Urothelial carcinoma (UC) has a highly complex genomic landscape. With the spread of immunotherapy, accurate stratification strategies are needed. As cancer tissues are now frequently screened for specific sets of mutations, a large number of samples has become available for analysis. Classification of patients with similar mutation profiles may help identifying subgroups of patients outcomes. However, classification based on somatic mutations is challenging due to the sparseness and heterogeneity of the data.

Methods

A retrospective study was performed to identify the prognosis-related somatic mutations from 192 UC in The Cancer Genome Atlas (TCGA) database. Cox regression were performed to screen out prognostic genes.

Results

A total of 176 genes were related with immuno-survival. Then, a stepwise multivariate Cox regression analysis was performed, and 14 gene were selected to establish a predictive model. Compared with the wildtype group, the patients with mutated signature had unfavorable to prognosis (p<0.001).
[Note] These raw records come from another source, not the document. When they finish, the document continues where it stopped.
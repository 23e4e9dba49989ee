//! Error types for the trazar harness
//!
//! The taxonomy mirrors how failures propagate: measurement errors are
//! reported and the offending (target, workload) pair is skipped,
//! configuration errors abort before any measurement begins, and discovery
//! errors abort the sub-session that needed the workloads.

use std::path::PathBuf;

use thiserror::Error;

/// Errors produced by the harness
#[derive(Debug, Error)]
pub enum TrazarError {
    /// The monotonic clock reported a stop tick before the start tick
    #[error("Clock skew: stop tick precedes start tick")]
    ClockSkew,

    /// `stop()` was called without a matching `start()`
    #[error("Timer stopped without being started")]
    TimerNotStarted,

    /// The target's surface factory failed
    #[error("Failed to create target surface: {target}")]
    SurfaceCreation {
        /// Name of the target whose factory failed
        target: String,
    },

    /// Replay of a workload against a surface failed
    #[error("Replay of '{workload}' failed: {reason}")]
    Replay {
        /// Logical name of the workload being replayed
        workload: String,
        /// Description of the failure
        reason: String,
    },

    /// A configuration value could not be parsed or is out of range
    #[error("Invalid configuration: {reason}")]
    InvalidConfiguration {
        /// Description of the configuration error
        reason: String,
    },

    /// No workloads were found where the session expected them
    #[error("Found no traces in '{}'. Set TRAZAR_TRACE_DIR to point to your traces?", dir.display())]
    NoWorkloads {
        /// Directory that was searched
        dir: PathBuf,
    },

    /// Underlying I/O failure (directory scans, report sinks)
    #[error("I/O error: {0}")]
    Io(#[from] std::io::Error),

    /// Serialization of benchmark results failed
    #[error("Serialization error: {0}")]
    Serialize(#[from] serde_json::Error),
}

/// Result type for harness operations
pub type Result<T> = std::result::Result<T, TrazarError>;
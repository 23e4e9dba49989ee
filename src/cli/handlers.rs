//! Argument parsing and the run handler

use std::path::PathBuf;

use clap::Parser;

use crate::engine::ScriptEngine;
use crate::error::{Result, TrazarError};
use crate::report::Reporter;
use crate::session::{Session, SessionConfig};
use crate::target::TargetRegistry;
use crate::workload::{ExplicitFiles, TraceDirectory, WorkloadSource};

/// Environment override for the default iteration cap
pub const ITERATIONS_ENV: &str = "TRAZAR_ITERATIONS";

/// Environment override for the trace directory
pub const TRACE_DIR_ENV: &str = "TRAZAR_TRACE_DIR";

/// Default trace directory when no files are given
pub const TRACE_DIR_DEFAULT: &str = "traces";

/// Trazar - trace-replay performance harness
///
/// Replays recorded rendering traces against every measurable target and
/// reports converged timing statistics for each pair.
///
/// Names given on the command line are substring matches, so
/// `trazar firefox` runs all firefox traces. Alternatively, a list of
/// trace filenames can be given to execute directly.
#[derive(Debug, Parser)]
#[command(name = "trazar")]
#[command(version, about, long_about = None)]
pub struct Cli {
    /// Number of iterations per test case (exact; disables early stopping)
    #[arg(short = 'i', long = "iterations", value_name = "N")]
    pub iterations: Option<usize>,

    /// List selected test case names without executing them
    #[arg(short = 'l', long = "list")]
    pub list: bool,

    /// Display each time measurement instead of summary statistics
    #[arg(short = 'r', long = "raw")]
    pub raw: bool,

    /// In raw mode, also show the summaries (on stderr)
    #[arg(short = 'v', long = "verbose")]
    pub verbose: bool,

    /// Write the collected summary records to a JSON file
    #[arg(short = 'o', long = "output", value_name = "FILE")]
    pub output: Option<PathBuf>,

    /// Test-name substrings, or trace filenames to execute
    #[arg(value_name = "NAME")]
    pub names: Vec<String>,
}

/// Resolve the iteration cap from the environment
///
/// Absent or empty means the default; a malformed value is a fatal
/// configuration error.
fn iterations_from_env() -> Result<Option<usize>> {
    match std::env::var(ITERATIONS_ENV) {
        Ok(raw) if !raw.is_empty() => {
            let n = raw
                .parse::<usize>()
                .map_err(|_| TrazarError::InvalidConfiguration {
                    reason: format!("{ITERATIONS_ENV} is not an integer: '{raw}'"),
                })?;
            Ok(Some(n))
        }
        _ => Ok(None),
    }
}

/// Build the session configuration from arguments and environment
///
/// # Errors
/// Returns a configuration error for a zero iteration count or a
/// malformed `TRAZAR_ITERATIONS` value; nothing has been measured yet.
pub fn build_config(cli: &Cli) -> Result<SessionConfig> {
    let mut config = SessionConfig::default();

    if let Some(n) = cli.iterations {
        if n == 0 {
            return Err(TrazarError::InvalidConfiguration {
                reason: "iteration count must be at least 1".to_string(),
            });
        }
        config.iterations = n;
        config.exact_iterations = true;
    } else if let Some(n) = iterations_from_env()? {
        if n == 0 {
            return Err(TrazarError::InvalidConfiguration {
                reason: format!("{ITERATIONS_ENV} must be at least 1"),
            });
        }
        config.iterations = n;
    }

    config.raw = cli.raw;
    config.list_only = cli.list;
    config.json_output = cli.output.clone();
    Ok(config)
}

/// Choose the workload source: explicit trace files, or a directory scan
/// with the names acting as substring filters
fn select_source(cli: &Cli, config: &mut SessionConfig) -> Box<dyn WorkloadSource> {
    let paths: Vec<PathBuf> = cli.names.iter().map(PathBuf::from).collect();
    if ExplicitFiles::any_readable(&paths) {
        Box::new(ExplicitFiles::new(paths))
    } else {
        config.filters = cli.names.clone();
        let dir = std::env::var(TRACE_DIR_ENV).unwrap_or_else(|_| TRACE_DIR_DEFAULT.to_string());
        Box::new(TraceDirectory::new(dir))
    }
}

/// Run the measurement session with the built-in targets and engine
pub fn handle_run(cli: &Cli, mut config: SessionConfig) -> Result<()> {
    let source = select_source(cli, &mut config);

    let summary: Option<Box<dyn std::io::Write>> = if config.raw {
        cli.verbose.then(|| Box::new(std::io::stderr()) as Box<dyn std::io::Write>)
    } else {
        Some(Box::new(std::io::stdout()))
    };
    let raw: Option<Box<dyn std::io::Write>> = config
        .raw
        .then(|| Box::new(std::io::stdout()) as Box<dyn std::io::Write>);
    let mut reporter = Reporter::new(summary, raw);

    let registry = TargetRegistry::with_builtin_targets();
    let mut engine = ScriptEngine::new();

    let mut session = Session::new(config);
    session.run(&registry, source.as_ref(), &mut engine, &mut reporter)
}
ROC curve analysis demonstrated the predictive ability for 1-, 3-, 5-, and 10-year OS, with areas under the curve (AUCs) of 0.7684, 0.667,0.619 and 0.647, respectively. In mutated signature cohorts, the five most frequently mutated genes were TP53 (50%), KMT2D (43%), LRP1B (33%), PER1 (33%), and RNF213 (33%). Dissimilarly, the five most frequently mutated genes were TP53 58%), ARID1A (29%), KMT2D (29%), RNF213 (27%), and KDM6A (26%) in wildtype cohorts, which may imply that different characteristic states have different molecular mechanisms.

Conclusions

These data underline the potential value of using somatic mutations to accurately stratify UC patients into clinically actionable subgroups. This model could reduce overtreatment in UC patients with mutations.

Clinical trial identification

Editorial acknowledgement

Legal entity responsible for the study

The authors.

Funding

Has not received any funding.

Disclosure

All authors have declared no conflicts of interest.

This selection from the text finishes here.